Hoofdstuk 29

18.5K 789 190
                                    

Hoofdstuk 29

Langzaam vielen mijn ogen weer dicht. Ik kreunde licht toen Finn mij riep. Kreunend kwam ik overeind en trok snel een badjas over mijn nachtjapon heen. Wie belde er nou aan om drie uur 's nachts? Waarschijnlijk iemand die totaal geen klok kon lezen, bedacht ik mij geïrriteerd. Langzaam schuifelde ik naar beneden, bang om te vallen. Mijn coördinatie was niet zo goed 's nachts. Ik was al vaker van de trap gevallen, maar kwam er gelukkig telkens met een krasje mee weg. Een gaap wist zich een weg te banen, uit mijn mond. Daardoor miste ik de laatste trede. Vol op mijn gezicht viel ik. Bezorgd hielp Finn mij overeind. 'Eva, gaat het?'

Ik mompelde dat het wel ging. Mijn voorhoofd deed zeer, maar dat zou vanzelf wel wegtrekken. Finn liet mijn arm los. Ik wreef vermoeid in mijn ogen en keek naar de persoon die in de deuropening hing. Oh Rowan. Holy, wat!? Ik opende direct mijn ogen op maximale stand. Wat deed hij hier nou midden in de nacht? 'Goedenacht Eva', begroette hij mij en een speels glimlachje trok aan zijn mondhoeken. Mijn ogen maakten een rollende beweging. 'Wat doe jij hier?'

'Ik zag jullie wegscheuren midden in de nacht.'

Mijn ogen werden nog groter, als dat mogelijk was. 'Houd je ons in de gaten?' siste ik kwaad.

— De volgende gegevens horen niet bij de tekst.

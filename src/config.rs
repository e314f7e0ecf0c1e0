use config::{Config, Environment, File};
use rust_decimal::Decimal;
use serde::Deserialize;
use std::path::Path;
use std::time::Duration;

use crate::api::{FillMode, PaperExchange};
use crate::execution::{ActivationConfig, EngineSettings};
use crate::models::{Contract, MarketKind};
use crate::Result;

/// Looked up in the working directory when no `--config` is given
pub const DEFAULT_CONFIG_FILE: &str = "candlebot";

/// Prefix of environment overrides, e.g. `CANDLEBOT__MAX_CANDLES=1000`
pub const ENV_PREFIX: &str = "CANDLEBOT";

#[derive(Debug, Clone, Deserialize)]
#[serde(default)]
pub struct Settings {
    /// tracing-subscriber filter, overridden by RUST_LOG
    pub log_filter: String,
    pub order_poll_interval_ms: u64,
    pub stale_tick_threshold_ms: i64,
    pub max_candles: usize,
    pub tick_channel_capacity: usize,
    pub paper: PaperSettings,
    pub activations: Vec<ActivationConfig>,
}

impl Default for Settings {
    fn default() -> Self {
        Self {
            log_filter: "candlebot=info".to_string(),
            order_poll_interval_ms: 2_000,
            stale_tick_threshold_ms: 2_000,
            max_candles: 5_000,
            tick_channel_capacity: 1_024,
            paper: PaperSettings::default(),
            activations: Vec::new(),
        }
    }
}

/// Starting balance of one asset
///
/// Kept as a list: config keys are case-folded, asset names are not.
#[derive(Debug, Clone, Deserialize, PartialEq)]
pub struct AssetBalance {
    pub asset: String,
    pub amount: Decimal,
}

/// The in-memory exchange the binary trades against
#[derive(Debug, Clone, Deserialize)]
#[serde(default)]
pub struct PaperSettings {
    pub market: MarketKind,
    pub balances: Vec<AssetBalance>,
    pub contracts: Vec<Contract>,
    pub fill_mode: FillMode,
    /// First price of the synthetic feed
    pub start_price: Decimal,
    /// Candles of synthetic history served per activation
    pub history_candles: usize,
}

impl Default for PaperSettings {
    fn default() -> Self {
        Self {
            market: MarketKind::Spot,
            balances: vec![AssetBalance {
                asset: "USDT".to_string(),
                amount: Decimal::from(10_000),
            }],
            contracts: vec![Contract {
                symbol: "BTCUSDT".to_string(),
                base_asset: "BTC".to_string(),
                quote_asset: "USDT".to_string(),
                lot_size: Decimal::new(1, 5),
            }],
            fill_mode: FillMode::Immediate,
            start_price: Decimal::from(30_000),
            history_candles: 200,
        }
    }
}

impl PaperSettings {
    /// Paper exchange with the configured contracts, balances and fill mode
    pub fn build_exchange(&self) -> PaperExchange {
        let exchange = self
            .contracts
            .iter()
            .cloned()
            .fold(PaperExchange::new(self.market), |ex, c| ex.with_contract(c));
        for balance in &self.balances {
            exchange.set_balance(&balance.asset, balance.amount);
        }
        exchange.set_fill_mode(self.fill_mode);
        exchange
    }
}

impl Settings {
    /// Defaults, then the TOML file, then `CANDLEBOT__*` environment variables
    ///
    /// An explicit `path` must exist; the default `candlebot.toml` is optional.
    pub fn load(path: Option<&Path>) -> Result<Self> {
        let file = match path {
            Some(path) => File::from(path).required(true),
            None => File::with_name(DEFAULT_CONFIG_FILE).required(false),
        };

        let settings = Config::builder()
            .add_source(file)
            .add_source(
                Environment::with_prefix(ENV_PREFIX)
                    .prefix_separator("__")
                    .separator("__")
                    .try_parsing(true),
            )
            .build()?
            .try_deserialize()?;

        Ok(settings)
    }

    pub fn engine(&self) -> EngineSettings {
        EngineSettings {
            order_poll_interval: Duration::from_millis(self.order_poll_interval_ms),
            stale_tick_threshold_ms: self.stale_tick_threshold_ms,
            max_candles: self.max_candles,
            tick_channel_capacity: self.tick_channel_capacity,
        }
    }
}
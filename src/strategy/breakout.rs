use rust_decimal::Decimal;

use super::{PercentExits, StrategyParams};
use crate::models::{Candle, Signal};
use crate::Result;

/// Range breakout with a volume filter
///
/// Compares the forming candle against the previous one: a close above the
/// previous high goes long, a close below the previous low goes short, in
/// both cases only when the forming candle already traded `min_volume`.
#[derive(Debug, Clone)]
pub struct BreakoutStrategy {
    pub min_volume: Decimal,
    pub balance_pct: Decimal,
    pub exits: PercentExits,
}

impl BreakoutStrategy {
    pub fn from_params(params: &StrategyParams) -> Result<Self> {
        Ok(Self {
            min_volume: params.decimal("min_volume")?,
            balance_pct: params.decimal("balance_pct")?,
            exits: PercentExits::from_params(params)?,
        })
    }

    pub fn evaluate_signal(&self, candles: &[Candle]) -> Signal {
        let n = candles.len();
        if n < 2 {
            return Signal::Hold;
        }

        let current = &candles[n - 1];
        let previous = &candles[n - 2];

        if current.volume <= self.min_volume {
            return Signal::Hold;
        }

        if current.close > previous.high {
            Signal::Buy
        } else if current.close < previous.low {
            Signal::Sell
        } else {
            Signal::Hold
        }
    }
}
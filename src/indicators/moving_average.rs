/// Exponentially weighted mean with bias-adjusted weights
///
/// Each output is `sum((1-alpha)^i * x[t-i]) / sum((1-alpha)^i)` over the whole
/// history up to `t`, so early values are not dragged towards zero.
pub fn ewm_mean(values: &[f64], alpha: f64) -> Vec<f64> {
    let decay = 1.0 - alpha;
    let mut numerator = 0.0;
    let mut denominator = 0.0;

    values
        .iter()
        .map(|&x| {
            numerator = x + decay * numerator;
            denominator = 1.0 + decay * denominator;
            numerator / denominator
        })
        .collect()
}

/// EMA series for a span (alpha = 2 / (span + 1))
pub fn calculate_ema_series(prices: &[f64], span: usize) -> Vec<f64> {
    if span == 0 {
        return vec![f64::NAN; prices.len()];
    }

    let alpha = 2.0 / (span as f64 + 1.0);
    ewm_mean(prices, alpha)
}

/// Latest EMA value
pub fn calculate_ema(prices: &[f64], span: usize) -> Option<f64> {
    calculate_ema_series(prices, span)
        .last()
        .copied()
        .filter(|v| v.is_finite())
}

#[cfg(test)]
mod tests {
    use super::*;

    fn approx(a: f64, b: f64) -> bool {
        (a - b).abs() < 1e-6
    }

    #[test]
    fn test_ewm_weights() {
        let ema = calculate_ema_series(&[1.0, 2.0, 3.0], 3);
        assert!(approx(ema[0], 1.0));
        assert!(approx(ema[1], 2.5 / 1.5));
        assert!(approx(ema[2], 4.25 / 1.75));
    }

    #[test]
    fn test_span_one_tracks_price() {
        let prices = vec![100.0, 102.0, 99.0];
        assert_eq!(calculate_ema_series(&prices, 1), prices);
    }

    #[test]
    fn test_ema_empty() {
        assert!(calculate_ema(&[], 5).is_none());
        assert!(calculate_ema(&[1.0, 2.0], 0).is_none());
    }

    #[test]
    fn test_ema_lags_uptrend() {
        let prices: Vec<f64> = (0..20).map(|i| 100.0 + i as f64).collect();
        let ema = calculate_ema(&prices, 5).unwrap();
        assert!(ema < 119.0);
        assert!(ema > 110.0);
    }
}
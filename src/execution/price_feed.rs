use rand::rngs::StdRng;
use rand::{Rng, SeedableRng};
use rust_decimal::prelude::{FromPrimitive, ToPrimitive};
use rust_decimal::Decimal;
use std::fs::File;
use std::io::{BufRead, BufReader};
use std::path::Path;

use crate::models::{Candle, Tick, Timeframe};
use crate::Result;

/// Seeded random-walk tick generator
///
/// Produces the same sequence for the same seed, so runs are reproducible.
pub struct SyntheticFeed {
    rng: StdRng,
    symbol: String,
    price: f64,
    timestamp_ms: i64,
    step_ms: i64,
    /// Max relative move per tick (0.001 = ±0.1%)
    volatility: f64,
}

impl SyntheticFeed {
    pub fn new(seed: u64, symbol: impl Into<String>, start_price: Decimal, start_ms: i64, step_ms: i64) -> Self {
        Self {
            rng: StdRng::seed_from_u64(seed),
            symbol: symbol.into(),
            price: start_price.to_f64().unwrap_or(100.0),
            timestamp_ms: start_ms,
            step_ms: step_ms.max(1),
            volatility: 0.001,
        }
    }

    pub fn with_volatility(mut self, volatility: f64) -> Self {
        self.volatility = volatility;
        self
    }

    pub fn symbol(&self) -> &str {
        &self.symbol
    }

    fn step_price(&mut self) -> f64 {
        let change = self.price * self.rng.gen_range(-self.volatility..=self.volatility);
        // Keep the walk away from zero
        self.price = (self.price + change).max(0.01);
        self.price
    }

    fn to_price(value: f64) -> Decimal {
        Decimal::from_f64(value)
            .map(|d| d.round_dp(2))
            .unwrap_or(Decimal::ONE)
    }

    pub fn next_tick(&mut self) -> Tick {
        let price = Self::to_price(self.step_price());
        let size = Decimal::from_f64(self.rng.gen_range(0.01..2.0))
            .map(|d| d.round_dp(3))
            .unwrap_or(Decimal::ONE);
        let tick = Tick {
            symbol: self.symbol.clone(),
            price,
            size,
            timestamp_ms: self.timestamp_ms,
        };
        self.timestamp_ms += self.step_ms;
        tick
    }

    /// `count` closed candles ending just before `end_ms`, walking forward
    /// from the current price; the feed continues from the last close
    pub fn history(&mut self, count: usize, timeframe: Timeframe, end_ms: i64) -> Vec<Candle> {
        let interval = timeframe.interval_ms();
        let last_start = end_ms.div_euclid(interval) * interval - interval;
        let first_start = last_start - (count as i64 - 1) * interval;

        let mut candles = Vec::with_capacity(count);
        for i in 0..count as i64 {
            let open = self.price;
            let mut high = open;
            let mut low = open;
            for _ in 0..4 {
                let p = self.step_price();
                high = high.max(p);
                low = low.min(p);
            }
            let volume = self.rng.gen_range(1.0..50.0);
            candles.push(Candle {
                timestamp_ms: first_start + i * interval,
                open: Self::to_price(open),
                high: Self::to_price(high),
                low: Self::to_price(low),
                close: Self::to_price(self.price),
                volume: Decimal::from_f64(volume)
                    .map(|d| d.round_dp(3))
                    .unwrap_or(Decimal::ONE),
            });
        }
        candles
    }
}

impl Iterator for SyntheticFeed {
    type Item = Tick;

    fn next(&mut self) -> Option<Tick> {
        Some(self.next_tick())
    }
}

/// Read recorded ticks, one JSON object per line
///
/// Blank lines are skipped; a malformed line fails the whole read.
pub fn read_ticks_jsonl(path: impl AsRef<Path>) -> Result<Vec<Tick>> {
    let reader = BufReader::new(File::open(path)?);
    let mut ticks = Vec::new();
    for line in reader.lines() {
        let line = line?;
        if line.trim().is_empty() {
            continue;
        }
        ticks.push(serde_json::from_str(&line)?);
    }
    Ok(ticks)
}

Rowan stak onschuldig zijn handen omhoog en grijnsde breed. 'Iemand moet jou in de gaten houden voordat er weer domme dingen gebeuren.'

Finn had zijn armen over elkaar heen geslagen en keek Rowan uitdagend aan. Maar zijn woorden bleven uit. Ik schudde mijn hoofd. 'Nee, dat hoef je niet. Ik kan prima voor mijzelf zorgen.'

'Je was niet op je werk. Vandaar dat ik langs jou huis reed. Een paar keer.' Hij staarde gebiologeerd naar zijn nagels.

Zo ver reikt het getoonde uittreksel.